On 31 January, AIK announced the signing of Kristoffer Olsson from Midtjylland until the end of 2020, and the departure of Ebenezer Ofori to VfB Stuttgart.

On 4 February, AIK announced the loan signing of Simon Thern from Heerenveen for the season.

On 8 February, AIK announced the loan signing of Stipe Vrdoljak from NK Novigrad until 31 July, with an option to make the transfer permanent.

On 3 March, AIK announced the signing of Sulejman Krpić from Sloboda Tuzla until the end of 2019, and the return of Henok Goitom on a contract until the end of 2018.

On 28 March, Patrick Kpozo joined Tromsø on loan until 20 July, with an option to extend the loan until the end of the season.

===Summer===
On 30 June, AIK announced that Stipe Vrdoljak's loan had been ended and that they had not taken up the option of making the move permanent, and that they had signed Nicolás Stefanelli from Defensa y Justicia on a contract until 31 December 2020.

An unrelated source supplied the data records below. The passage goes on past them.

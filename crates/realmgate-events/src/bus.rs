//! Per-realm event bus.
//!
//! Every realm owns one bus. Published events are handed to a single
//! dispatcher task which delivers them to subscribers in priority order, so
//! for any one realm subscribers observe events in publication order. A
//! broadcast tap is available for external listeners that manage their own
//! backpressure.

use crate::event::{AuthEvent, EventKind};
use crate::subscriber::Subscriber;
use parking_lot::{Mutex, RwLock};
use realmgate_core::error::{Error, Result};
use std::collections::HashMap;
use std::sync::Arc;
use tokio::sync::{broadcast, mpsc};
use tokio::task::JoinHandle;

/// Event bus configuration
#[derive(Debug, Clone)]
pub struct EventBusConfig {
    /// Dispatcher queue depth; publishers wait when it is full
    pub queue_capacity: usize,
    /// Broadcast channel capacity for external listeners
    pub broadcast_capacity: usize,
}

impl Default for EventBusConfig {
    fn default() -> Self {
        Self {
            queue_capacity: 1024,
            broadcast_capacity: 1024,
        }
    }
}

type SubscriberMap = Arc<RwLock<HashMap<EventKind, Vec<Arc<Subscriber>>>>>;

/// Ordered, realm-scoped event bus
pub struct EventBus {
    realm: String,
    tx: Mutex<Option<mpsc::Sender<Arc<AuthEvent>>>>,
    subscribers: SubscriberMap,
    broadcast_tx: broadcast::Sender<Arc<AuthEvent>>,
    dispatcher: Mutex<Option<JoinHandle<()>>>,
}

impl EventBus {
    /// Construction spawns the dispatcher task, so a Tokio runtime must be
    /// current.
    pub fn new(realm: impl Into<String>) -> Self {
        Self::with_config(realm, EventBusConfig::default())
    }

    pub fn with_config(realm: impl Into<String>, config: EventBusConfig) -> Self {
        let realm = realm.into();
        let (tx, mut rx) = mpsc::channel::<Arc<AuthEvent>>(config.queue_capacity);
        let (broadcast_tx, _) = broadcast::channel(config.broadcast_capacity);
        let subscribers: SubscriberMap = Arc::new(RwLock::new(HashMap::new()));

        let dispatch_subscribers = subscribers.clone();
        let dispatch_broadcast = broadcast_tx.clone();
        let dispatch_realm = realm.clone();
        let dispatcher = tokio::spawn(async move {
            while let Some(event) = rx.recv().await {
                Self::deliver(&dispatch_realm, &dispatch_subscribers, &event).await;
                let _ = dispatch_broadcast.send(event);
            }
            tracing::debug!(realm = %dispatch_realm, "Event dispatcher stopped");
        });

        Self {
            realm,
            tx: Mutex::new(Some(tx)),
            subscribers,
            broadcast_tx,
            dispatcher: Mutex::new(Some(dispatcher)),
        }
    }

    async fn deliver(realm: &str, subscribers: &SubscriberMap, event: &Arc<AuthEvent>) {
        let targets: Vec<Arc<Subscriber>> = {
            let map = subscribers.read();
            map.get(&event.kind()).cloned().unwrap_or_default()
        };

        for subscriber in targets {
            if let Err(e) = subscriber.handle(event.clone()).await {
                tracing::error!(
                    realm,
                    subscriber = %subscriber.name,
                    kind = %event.kind(),
                    error = %e,
                    "Event handler failed"
                );
            }
        }
    }

    pub fn realm(&self) -> &str {
        &self.realm
    }

    /// Subscribe to events; delivery within a kind follows priority order
    pub fn subscribe(&self, subscriber: Subscriber) {
        let subscriber = Arc::new(subscriber);
        let mut map = self.subscribers.write();
        for kind in &subscriber.config.kinds {
            let entries = map.entry(*kind).or_default();
            entries.push(subscriber.clone());
            entries.sort_by(|a, b| b.config.priority.cmp(&a.config.priority));
        }
    }

    /// Unsubscribe by subscriber name
    pub fn unsubscribe(&self, name: &str) {
        let mut map = self.subscribers.write();
        for entries in map.values_mut() {
            entries.retain(|s| s.name != name);
        }
    }

    /// Publish an event; resolves once the dispatcher has accepted it
    pub async fn publish(&self, event: AuthEvent) -> Result<()> {
        let tx = self
            .tx
            .lock()
            .clone()
            .ok_or(Error::ShutdownInProgress)?;

        tracing::debug!(
            realm = %self.realm,
            kind = %event.kind(),
            event_id = %event.id,
            "Publishing event"
        );

        tx.send(Arc::new(event))
            .await
            .map_err(|_| Error::ShutdownInProgress)
    }

    pub async fn publish_all(&self, events: Vec<AuthEvent>) -> Result<()> {
        for event in events {
            self.publish(event).await?;
        }
        Ok(())
    }

    /// Get a broadcast receiver for external listeners
    pub fn subscribe_broadcast(&self) -> broadcast::Receiver<Arc<AuthEvent>> {
        self.broadcast_tx.subscribe()
    }

    pub fn subscriber_count(&self, kind: EventKind) -> usize {
        self.subscribers
            .read()
            .get(&kind)
            .map(Vec::len)
            .unwrap_or(0)
    }

    /// Stop the dispatcher after draining already-accepted events
    pub async fn shutdown(&self) {
        let tx = self.tx.lock().take();
        drop(tx);
        let handle = self.dispatcher.lock().take();
        if let Some(handle) = handle {
            let _ = handle.await;
        }
    }
}

#[cfg(test)]
mod tests {
    use super::*;
    use crate::event::EventData;
    use realmgate_core::error::Error;
    use realmgate_core::id::UserId;
    use std::sync::atomic::{AtomicU32, Ordering};

    fn user_created(realm: &str) -> AuthEvent {
        AuthEvent::new(
            realm,
            EventData::UserCreated {
                user_id: UserId::new(),
                email: None,
            },
        )
    }

    #[tokio::test]
    async fn test_publish_subscribe() {
        let bus = EventBus::new("acme");
        let counter = Arc::new(AtomicU32::new(0));
        let counter_clone = counter.clone();

        bus.subscribe(Subscriber::for_kind(EventKind::UserCreated, move |_| {
            let c = counter_clone.clone();
            async move {
                c.fetch_add(1, Ordering::SeqCst);
                Ok(())
            }
        }));

        bus.publish(user_created("acme")).await.unwrap();
        bus.shutdown().await;

        assert_eq!(counter.load(Ordering::SeqCst), 1);
    }

    #[tokio::test]
    async fn test_delivery_preserves_publication_order() {
        let bus = EventBus::new("acme");
        let seen = Arc::new(parking_lot::Mutex::new(Vec::new()));
        let seen_clone = seen.clone();

        bus.subscribe(Subscriber::for_kind(EventKind::UserCreated, move |event| {
            let seen = seen_clone.clone();
            async move {
                seen.lock().push(event.id);
                Ok(())
            }
        }));

        let mut published = Vec::new();
        for _ in 0..10 {
            let event = user_created("acme");
            published.push(event.id);
            bus.publish(event).await.unwrap();
        }
        bus.shutdown().await;

        assert_eq!(*seen.lock(), published);
    }

    #[tokio::test]
    async fn test_priority_order_within_kind() {
        let bus = EventBus::new("acme");
        let order = Arc::new(parking_lot::Mutex::new(Vec::new()));

        for (name, priority) in [("low", 0), ("high", 10)] {
            let order = order.clone();
            bus.subscribe(Subscriber::new(
                name,
                crate::subscriber::SubscriberConfig::new(vec![EventKind::UserCreated])
                    .with_priority(priority),
                move |_| {
                    let order = order.clone();
                    let name = name.to_string();
                    async move {
                        order.lock().push(name);
                        Ok(())
                    }
                },
            ));
        }

        bus.publish(user_created("acme")).await.unwrap();
        bus.shutdown().await;

        assert_eq!(*order.lock(), vec!["high".to_string(), "low".to_string()]);
    }

    #[tokio::test]
    async fn test_failing_handler_does_not_block_others() {
        let bus = EventBus::new("acme");
        let counter = Arc::new(AtomicU32::new(0));

        bus.subscribe(Subscriber::new(
            "bad",
            crate::subscriber::SubscriberConfig::new(vec![EventKind::UserCreated])
                .with_priority(10),
            |_| async { Err(Error::internal("handler failure")) },
        ));
        let counter_clone = counter.clone();
        bus.subscribe(Subscriber::for_kind(EventKind::UserCreated, move |_| {
            let c = counter_clone.clone();
            async move {
                c.fetch_add(1, Ordering::SeqCst);
                Ok(())
            }
        }));

        bus.publish(user_created("acme")).await.unwrap();
        bus.shutdown().await;

        assert_eq!(counter.load(Ordering::SeqCst), 1);
    }

    #[tokio::test]
    async fn test_broadcast_receiver() {
        let bus = EventBus::new("acme");
        let mut receiver = bus.subscribe_broadcast();

        bus.publish(user_created("acme")).await.unwrap();

        let received = receiver.recv().await.unwrap();
        assert_eq!(received.kind(), EventKind::UserCreated);
        bus.shutdown().await;
    }

    #[tokio::test]
    async fn test_publish_after_shutdown_fails() {
        let bus = EventBus::new("acme");
        bus.shutdown().await;

        let result = bus.publish(user_created("acme")).await;
        assert!(matches!(result, Err(Error::ShutdownInProgress)));
    }

    #[tokio::test]
    async fn test_unsubscribe() {
        let bus = EventBus::new("acme");
        let counter = Arc::new(AtomicU32::new(0));
        let counter_clone = counter.clone();

        bus.subscribe(Subscriber::new(
            "counting",
            crate::subscriber::SubscriberConfig::new(vec![EventKind::UserCreated]),
            move |_| {
                let c = counter_clone.clone();
                async move {
                    c.fetch_add(1, Ordering::SeqCst);
                    Ok(())
                }
            },
        ));

        let mut tap = bus.subscribe_broadcast();
        bus.publish(user_created("acme")).await.unwrap();
        // The broadcast tap fires after subscriber delivery, so the first
        // event is fully dispatched before we unsubscribe.
        tap.recv().await.unwrap();

        bus.unsubscribe("counting");
        bus.publish(user_created("acme")).await.unwrap();
        bus.shutdown().await;

        assert_eq!(counter.load(Ordering::SeqCst), 1);
    }
}
//! Clock abstraction.
//!
//! Every engine receives its clock by construction so time-dependent behavior
//! (token expiry, sliding windows, timed locks) is testable without sleeping.

use chrono::{DateTime, Duration, Utc};
use parking_lot::RwLock;
use std::sync::Arc;

/// Source of "now" for all engines
pub trait Clock: Send + Sync {
    fn now(&self) -> DateTime<Utc>;
}

/// System clock backed by `Utc::now`
#[derive(Debug, Clone, Copy, Default)]
pub struct SystemClock;

impl Clock for SystemClock {
    fn now(&self) -> DateTime<Utc> {
        Utc::now()
    }
}

/// Manually advanced clock for tests
#[derive(Clone)]
pub struct FixedClock {
    now: Arc<RwLock<DateTime<Utc>>>,
}

impl FixedClock {
    pub fn new(start: DateTime<Utc>) -> Self {
        Self {
            now: Arc::new(RwLock::new(start)),
        }
    }

    /// Deterministic start placed ahead of wall-clock time. Signature
    /// libraries check token expiry against the real clock, so tokens minted
    /// under this clock must not already be expired in real time.
    pub fn for_tests() -> Self {
        Self::new(DateTime::<Utc>::from_timestamp(4_102_444_800, 0).unwrap())
    }

    pub fn advance(&self, by: Duration) {
        let mut now = self.now.write();
        *now += by;
    }

    pub fn set(&self, to: DateTime<Utc>) {
        *self.now.write() = to;
    }
}

impl Clock for FixedClock {
    fn now(&self) -> DateTime<Utc> {
        *self.now.read()
    }
}

/// Shared clock handle
pub type SharedClock = Arc<dyn Clock>;

/// Convenience constructor for the default clock
pub fn system_clock() -> SharedClock {
    Arc::new(SystemClock)
}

On 3 July, AIK announced the signing of Rasmus Lindkvist from Vålerenga on a contract until 31 December 2020. The following day, 4 July, AIK announced the singing of Robert Taylor from RoPS also on a contract until 31 December 2020.

On 7 July, AIK announced that Sulejman Krpić had left the club to return to Sloboda Tuzla.

On 20 July, Sauli Väisänen left AIK to sign for SPAL.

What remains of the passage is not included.